**Work to complete**
The answer must be one number: the count of lines in the data below that include "every".

Dataset entries:
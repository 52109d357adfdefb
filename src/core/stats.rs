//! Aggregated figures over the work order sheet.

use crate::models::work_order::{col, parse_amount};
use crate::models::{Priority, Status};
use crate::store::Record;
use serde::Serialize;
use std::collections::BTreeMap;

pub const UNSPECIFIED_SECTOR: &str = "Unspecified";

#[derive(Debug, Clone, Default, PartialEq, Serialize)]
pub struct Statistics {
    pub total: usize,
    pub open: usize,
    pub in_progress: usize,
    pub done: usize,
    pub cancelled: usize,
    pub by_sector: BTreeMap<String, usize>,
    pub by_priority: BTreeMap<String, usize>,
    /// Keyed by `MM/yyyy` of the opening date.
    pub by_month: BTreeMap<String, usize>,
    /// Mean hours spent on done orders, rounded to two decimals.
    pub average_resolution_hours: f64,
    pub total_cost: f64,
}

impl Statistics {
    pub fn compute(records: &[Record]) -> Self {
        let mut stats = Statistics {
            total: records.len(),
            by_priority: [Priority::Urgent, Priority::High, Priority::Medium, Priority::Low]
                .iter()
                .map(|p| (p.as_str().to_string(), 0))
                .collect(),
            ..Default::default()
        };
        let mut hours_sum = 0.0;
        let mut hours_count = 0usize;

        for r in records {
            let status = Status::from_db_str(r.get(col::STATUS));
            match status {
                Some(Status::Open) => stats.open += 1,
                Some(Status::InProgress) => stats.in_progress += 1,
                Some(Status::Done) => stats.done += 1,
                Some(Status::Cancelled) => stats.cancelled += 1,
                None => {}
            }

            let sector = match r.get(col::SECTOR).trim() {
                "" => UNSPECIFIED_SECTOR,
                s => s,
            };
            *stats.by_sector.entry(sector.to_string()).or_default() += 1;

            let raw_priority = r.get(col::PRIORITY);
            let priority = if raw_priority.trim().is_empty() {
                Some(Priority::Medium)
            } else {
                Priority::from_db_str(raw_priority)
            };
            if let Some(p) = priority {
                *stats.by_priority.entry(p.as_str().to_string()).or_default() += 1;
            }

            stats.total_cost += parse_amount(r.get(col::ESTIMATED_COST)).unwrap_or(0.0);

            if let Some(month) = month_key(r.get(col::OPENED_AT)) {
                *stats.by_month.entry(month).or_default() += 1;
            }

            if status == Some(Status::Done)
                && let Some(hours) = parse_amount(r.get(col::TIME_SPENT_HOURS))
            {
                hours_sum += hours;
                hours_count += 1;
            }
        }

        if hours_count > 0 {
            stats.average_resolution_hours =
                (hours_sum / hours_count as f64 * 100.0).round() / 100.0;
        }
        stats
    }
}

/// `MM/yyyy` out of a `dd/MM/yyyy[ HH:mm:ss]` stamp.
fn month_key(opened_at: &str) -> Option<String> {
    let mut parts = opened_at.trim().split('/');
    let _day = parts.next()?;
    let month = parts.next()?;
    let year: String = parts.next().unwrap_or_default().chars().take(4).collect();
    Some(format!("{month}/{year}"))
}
---
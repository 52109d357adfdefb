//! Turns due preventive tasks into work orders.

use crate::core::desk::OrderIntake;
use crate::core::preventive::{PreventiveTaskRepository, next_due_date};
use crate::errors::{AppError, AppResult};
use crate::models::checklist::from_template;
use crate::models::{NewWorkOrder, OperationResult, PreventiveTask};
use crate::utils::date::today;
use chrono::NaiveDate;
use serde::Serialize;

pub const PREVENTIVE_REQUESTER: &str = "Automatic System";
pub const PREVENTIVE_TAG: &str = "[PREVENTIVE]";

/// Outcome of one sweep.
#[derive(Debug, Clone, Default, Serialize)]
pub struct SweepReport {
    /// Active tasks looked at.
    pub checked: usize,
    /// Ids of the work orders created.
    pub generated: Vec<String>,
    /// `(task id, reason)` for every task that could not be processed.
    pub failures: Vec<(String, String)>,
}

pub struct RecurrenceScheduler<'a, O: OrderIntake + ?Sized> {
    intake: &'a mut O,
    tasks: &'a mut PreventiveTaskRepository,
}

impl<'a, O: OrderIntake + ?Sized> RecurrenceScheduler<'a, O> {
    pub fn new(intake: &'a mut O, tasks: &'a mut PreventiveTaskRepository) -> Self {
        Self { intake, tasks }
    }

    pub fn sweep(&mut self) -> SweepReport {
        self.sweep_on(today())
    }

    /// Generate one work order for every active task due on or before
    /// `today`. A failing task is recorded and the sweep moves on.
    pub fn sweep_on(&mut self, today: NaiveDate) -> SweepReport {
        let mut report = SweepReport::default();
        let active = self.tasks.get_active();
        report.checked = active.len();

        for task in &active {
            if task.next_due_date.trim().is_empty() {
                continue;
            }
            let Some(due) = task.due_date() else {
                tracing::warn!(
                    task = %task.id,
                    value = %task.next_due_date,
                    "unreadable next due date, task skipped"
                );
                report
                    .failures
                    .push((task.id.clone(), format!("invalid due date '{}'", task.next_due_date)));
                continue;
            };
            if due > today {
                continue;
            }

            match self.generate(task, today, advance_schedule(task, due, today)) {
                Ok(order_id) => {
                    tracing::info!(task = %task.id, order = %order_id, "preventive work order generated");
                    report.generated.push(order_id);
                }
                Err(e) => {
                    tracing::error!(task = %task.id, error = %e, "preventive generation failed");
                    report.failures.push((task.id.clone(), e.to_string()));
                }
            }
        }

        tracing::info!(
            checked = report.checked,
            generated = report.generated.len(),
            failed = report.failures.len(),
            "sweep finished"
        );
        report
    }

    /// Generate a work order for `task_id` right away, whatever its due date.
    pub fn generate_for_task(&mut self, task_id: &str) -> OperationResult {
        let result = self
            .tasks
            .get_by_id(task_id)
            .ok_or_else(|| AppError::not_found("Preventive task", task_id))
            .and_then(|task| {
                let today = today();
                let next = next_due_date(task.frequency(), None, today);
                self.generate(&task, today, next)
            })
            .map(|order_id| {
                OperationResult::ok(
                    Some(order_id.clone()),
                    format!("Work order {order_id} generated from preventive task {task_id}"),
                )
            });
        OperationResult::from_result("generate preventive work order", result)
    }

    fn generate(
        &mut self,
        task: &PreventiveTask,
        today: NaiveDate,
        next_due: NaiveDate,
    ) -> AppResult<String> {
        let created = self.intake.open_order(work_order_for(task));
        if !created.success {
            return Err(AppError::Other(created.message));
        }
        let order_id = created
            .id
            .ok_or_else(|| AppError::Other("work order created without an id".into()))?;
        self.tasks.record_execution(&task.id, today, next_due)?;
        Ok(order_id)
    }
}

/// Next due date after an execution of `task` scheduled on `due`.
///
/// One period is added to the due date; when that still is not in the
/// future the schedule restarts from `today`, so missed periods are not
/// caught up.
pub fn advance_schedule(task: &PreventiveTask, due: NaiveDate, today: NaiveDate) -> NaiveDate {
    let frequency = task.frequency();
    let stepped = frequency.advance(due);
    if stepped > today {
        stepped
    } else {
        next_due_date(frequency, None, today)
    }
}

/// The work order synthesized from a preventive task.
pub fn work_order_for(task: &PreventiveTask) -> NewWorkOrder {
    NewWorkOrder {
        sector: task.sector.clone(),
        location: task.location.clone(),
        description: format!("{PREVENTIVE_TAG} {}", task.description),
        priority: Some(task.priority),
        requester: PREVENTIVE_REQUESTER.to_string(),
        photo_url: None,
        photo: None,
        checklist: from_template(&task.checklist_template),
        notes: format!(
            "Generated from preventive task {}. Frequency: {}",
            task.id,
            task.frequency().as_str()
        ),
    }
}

**Answer area**
2